*** Begin section ***

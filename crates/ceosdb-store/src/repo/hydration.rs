//! Hydration layer - loads the catalog from SQLite
//!
//! Rows are read in id order and link lists in ascending order so a reload
//! always yields the same catalog. Stored class columns are taken as-is; they
//! are not re-derived from the raw values.

use crate::errors::{corrupt_row, from_rusqlite, Result};
use crate::repo::sqlite_repo::{DATE_FORMAT, TIME_FORMAT};
use ceosdb_core::model::{
    Agency, Instrument, Measurement, Mission, OrbitClasses, OrbitDetails, OrbitType,
};
use ceosdb_core::Catalog;
use chrono::{NaiveDate, NaiveTime};
use rusqlite::{Connection, OptionalExtension, Row};
use std::collections::BTreeMap;
use std::str::FromStr;

/// Load the full catalog
pub fn load_catalog(conn: &Connection) -> Result<Catalog> {
    let mut catalog = Catalog::new();

    for name in load_instrument_types(conn)? {
        catalog.insert_instrument_type(name);
    }
    for agency in load_agencies(conn)? {
        catalog.insert_agency(agency);
    }
    for measurement in load_measurements(conn)? {
        catalog.insert_measurement(measurement);
    }
    for mission in load_missions(conn)? {
        catalog.insert_mission(mission);
    }
    for instrument in load_instruments(conn)? {
        catalog.insert_instrument(instrument);
    }

    Ok(catalog)
}

/// Load a single mission, if present
pub fn load_mission(conn: &Connection, mission_id: i64) -> Result<Option<Mission>> {
    let row = conn
        .query_row(
            &format!("{MISSION_SELECT} WHERE id = ?1"),
            [mission_id],
            MissionRow::from_row,
        )
        .optional()
        .map_err(from_rusqlite)?;
    let Some(row) = row else {
        return Ok(None);
    };

    let mut stmt = conn
        .prepare("SELECT agency_id FROM mission_agencies WHERE mission_id = ?1 ORDER BY agency_id")
        .map_err(from_rusqlite)?;
    let agency_ids = stmt
        .query_map([mission_id], |row| row.get(0))
        .map_err(from_rusqlite)?
        .collect::<std::result::Result<Vec<i64>, _>>()
        .map_err(from_rusqlite)?;

    row.into_mission(agency_ids).map(Some)
}

fn load_instrument_types(conn: &Connection) -> Result<Vec<String>> {
    let mut stmt = conn
        .prepare("SELECT name FROM instrument_types ORDER BY name")
        .map_err(from_rusqlite)?;
    let names = stmt
        .query_map([], |row| row.get(0))
        .map_err(from_rusqlite)?
        .collect::<std::result::Result<Vec<String>, _>>()
        .map_err(from_rusqlite)?;
    Ok(names)
}

fn load_agencies(conn: &Connection) -> Result<Vec<Agency>> {
    let mut stmt = conn
        .prepare("SELECT id, name, country, website FROM agencies ORDER BY id")
        .map_err(from_rusqlite)?;
    let agencies = stmt
        .query_map([], |row| {
            Ok(Agency {
                id: row.get(0)?,
                name: row.get(1)?,
                country: row.get(2)?,
                website: row.get(3)?,
            })
        })
        .map_err(from_rusqlite)?
        .collect::<std::result::Result<Vec<_>, _>>()
        .map_err(from_rusqlite)?;
    Ok(agencies)
}

fn load_measurements(conn: &Connection) -> Result<Vec<Measurement>> {
    let mut stmt = conn
        .prepare("SELECT id, name, category FROM measurements ORDER BY id")
        .map_err(from_rusqlite)?;
    let measurements = stmt
        .query_map([], |row| {
            Ok(Measurement {
                id: row.get(0)?,
                name: row.get(1)?,
                category: row.get(2)?,
            })
        })
        .map_err(from_rusqlite)?
        .collect::<std::result::Result<Vec<_>, _>>()
        .map_err(from_rusqlite)?;
    Ok(measurements)
}

const MISSION_SELECT: &str = "SELECT id, name, full_name, status, launch_date, eol_date,
        applications, orbit_type, orbit_period, orbit_sense, orbit_inclination_deg,
        orbit_altitude_km, orbit_longitude, orbit_lst, repeat_cycle_days,
        orbit_inclination_class, orbit_altitude_class, orbit_lst_class, repeat_cycle_class
    FROM missions";

/// Raw mission row before text columns are parsed
struct MissionRow {
    id: i64,
    name: String,
    full_name: Option<String>,
    status: Option<String>,
    launch_date: Option<String>,
    eol_date: Option<String>,
    applications: Option<String>,
    orbit_type: Option<String>,
    orbit_period: Option<String>,
    orbit_sense: Option<String>,
    inclination_deg: Option<f64>,
    altitude_km: Option<f64>,
    longitude: Option<String>,
    lst: Option<String>,
    repeat_cycle_days: Option<f64>,
    inclination_class: Option<String>,
    altitude_class: Option<String>,
    lst_class: Option<String>,
    repeat_cycle_class: Option<String>,
}

impl MissionRow {
    fn from_row(row: &Row<'_>) -> rusqlite::Result<Self> {
        Ok(Self {
            id: row.get(0)?,
            name: row.get(1)?,
            full_name: row.get(2)?,
            status: row.get(3)?,
            launch_date: row.get(4)?,
            eol_date: row.get(5)?,
            applications: row.get(6)?,
            orbit_type: row.get(7)?,
            orbit_period: row.get(8)?,
            orbit_sense: row.get(9)?,
            inclination_deg: row.get(10)?,
            altitude_km: row.get(11)?,
            longitude: row.get(12)?,
            lst: row.get(13)?,
            repeat_cycle_days: row.get(14)?,
            inclination_class: row.get(15)?,
            altitude_class: row.get(16)?,
            lst_class: row.get(17)?,
            repeat_cycle_class: row.get(18)?,
        })
    }

    fn into_mission(self, agency_ids: Vec<i64>) -> Result<Mission> {
        let id = self.id;
        let orbit_type = self.orbit_type.as_deref().and_then(OrbitType::parse_optional);

        let orbit = OrbitDetails {
            orbit_type: orbit_type.clone(),
            period: self.orbit_period,
            sense: self.orbit_sense,
            inclination_deg: self.inclination_deg,
            altitude_km: self.altitude_km,
            longitude: self.longitude,
            lst: parse_column(id, "orbit_lst", self.lst, |s| {
                NaiveTime::parse_from_str(s, TIME_FORMAT).map_err(|e| e.to_string())
            })?,
            repeat_cycle_days: self.repeat_cycle_days,
        };
        let classes = OrbitClasses {
            orbit_type,
            inclination: parse_class(id, "orbit_inclination_class", self.inclination_class)?,
            altitude: parse_class(id, "orbit_altitude_class", self.altitude_class)?,
            lst: parse_class(id, "orbit_lst_class", self.lst_class)?,
            repeat_cycle: parse_class(id, "repeat_cycle_class", self.repeat_cycle_class)?,
        };

        let mut mission = Mission::new(id, self.name);
        mission.full_name = self.full_name;
        mission.status = self.status;
        mission.launch_date = parse_column(id, "launch_date", self.launch_date, parse_date)?;
        mission.eol_date = parse_column(id, "eol_date", self.eol_date, parse_date)?;
        mission.applications = self.applications;
        mission.agency_ids = agency_ids;
        mission.orbit = orbit;
        mission.classes = classes;
        Ok(mission)
    }
}

fn parse_date(text: &str) -> std::result::Result<NaiveDate, String> {
    NaiveDate::parse_from_str(text, DATE_FORMAT).map_err(|e| e.to_string())
}

fn parse_column<T>(
    mission_id: i64,
    column: &str,
    value: Option<String>,
    parse: impl Fn(&str) -> std::result::Result<T, String>,
) -> Result<Option<T>> {
    value
        .map(|text| {
            parse(&text).map_err(|reason| {
                corrupt_row("missions", mission_id, &format!("{column} {text:?}: {reason}"))
            })
        })
        .transpose()
}

fn parse_class<T: FromStr>(mission_id: i64, column: &str, value: Option<String>) -> Result<Option<T>>
where
    T::Err: std::fmt::Display,
{
    parse_column(mission_id, column, value, |text| {
        text.parse::<T>().map_err(|e| e.to_string())
    })
}

fn load_missions(conn: &Connection) -> Result<Vec<Mission>> {
    let agency_links = load_links(
        conn,
        "SELECT mission_id, agency_id FROM mission_agencies ORDER BY mission_id, agency_id",
    )?;

    let mut stmt = conn
        .prepare(&format!("{MISSION_SELECT} ORDER BY id"))
        .map_err(from_rusqlite)?;
    let rows = stmt
        .query_map([], MissionRow::from_row)
        .map_err(from_rusqlite)?
        .collect::<std::result::Result<Vec<_>, _>>()
        .map_err(from_rusqlite)?;

    rows.into_iter()
        .map(|row| {
            let agency_ids = agency_links.get(&row.id).cloned().unwrap_or_default();
            row.into_mission(agency_ids)
        })
        .collect()
}

fn load_instruments(conn: &Connection) -> Result<Vec<Instrument>> {
    let mut types: BTreeMap<i64, Vec<String>> = BTreeMap::new();
    {
        let mut stmt = conn
            .prepare(
                "SELECT instrument_id, type_name FROM instrument_types_link
                 ORDER BY instrument_id, type_name",
            )
            .map_err(from_rusqlite)?;
        let rows = stmt
            .query_map([], |row| Ok((row.get::<_, i64>(0)?, row.get::<_, String>(1)?)))
            .map_err(from_rusqlite)?;
        for row in rows {
            let (instrument_id, type_name) = row.map_err(from_rusqlite)?;
            types.entry(instrument_id).or_default().push(type_name);
        }
    }
    let measurements = load_links(
        conn,
        "SELECT instrument_id, measurement_id FROM instrument_measurements
         ORDER BY instrument_id, measurement_id",
    )?;
    let missions = load_links(
        conn,
        "SELECT instrument_id, mission_id FROM instrument_missions
         ORDER BY instrument_id, mission_id",
    )?;
    let agencies = load_links(
        conn,
        "SELECT instrument_id, agency_id FROM instrument_agencies
         ORDER BY instrument_id, agency_id",
    )?;

    let mut stmt = conn
        .prepare("SELECT id, name, full_name, status, technology FROM instruments ORDER BY id")
        .map_err(from_rusqlite)?;
    let instruments = stmt
        .query_map([], |row| {
            let mut instrument = Instrument::new(row.get(0)?, row.get::<_, String>(1)?);
            instrument.full_name = row.get(2)?;
            instrument.status = row.get(3)?;
            instrument.technology = row.get(4)?;
            Ok(instrument)
        })
        .map_err(from_rusqlite)?
        .collect::<std::result::Result<Vec<_>, _>>()
        .map_err(from_rusqlite)?;

    Ok(instruments
        .into_iter()
        .map(|mut instrument| {
            let id = instrument.id;
            instrument.types = types.get(&id).cloned().unwrap_or_default();
            instrument.measurement_ids = measurements.get(&id).cloned().unwrap_or_default();
            instrument.mission_ids = missions.get(&id).cloned().unwrap_or_default();
            instrument.agency_ids = agencies.get(&id).cloned().unwrap_or_default();
            instrument
        })
        .collect())
}

/// Group a two-column integer link table by its first column
fn load_links(conn: &Connection, sql: &str) -> Result<BTreeMap<i64, Vec<i64>>> {
    let mut stmt = conn.prepare(sql).map_err(from_rusqlite)?;
    let rows = stmt
        .query_map([], |row| Ok((row.get::<_, i64>(0)?, row.get::<_, i64>(1)?)))
        .map_err(from_rusqlite)?;

    let mut links: BTreeMap<i64, Vec<i64>> = BTreeMap::new();
    for row in rows {
        let (owner, target) = row.map_err(from_rusqlite)?;
        links.entry(owner).or_default().push(target);
    }
    Ok(links)
}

*** End section ***

• What you should do: What is the number of lines in the listing that contain "Some"? State it and nothing more.

• Task result: 2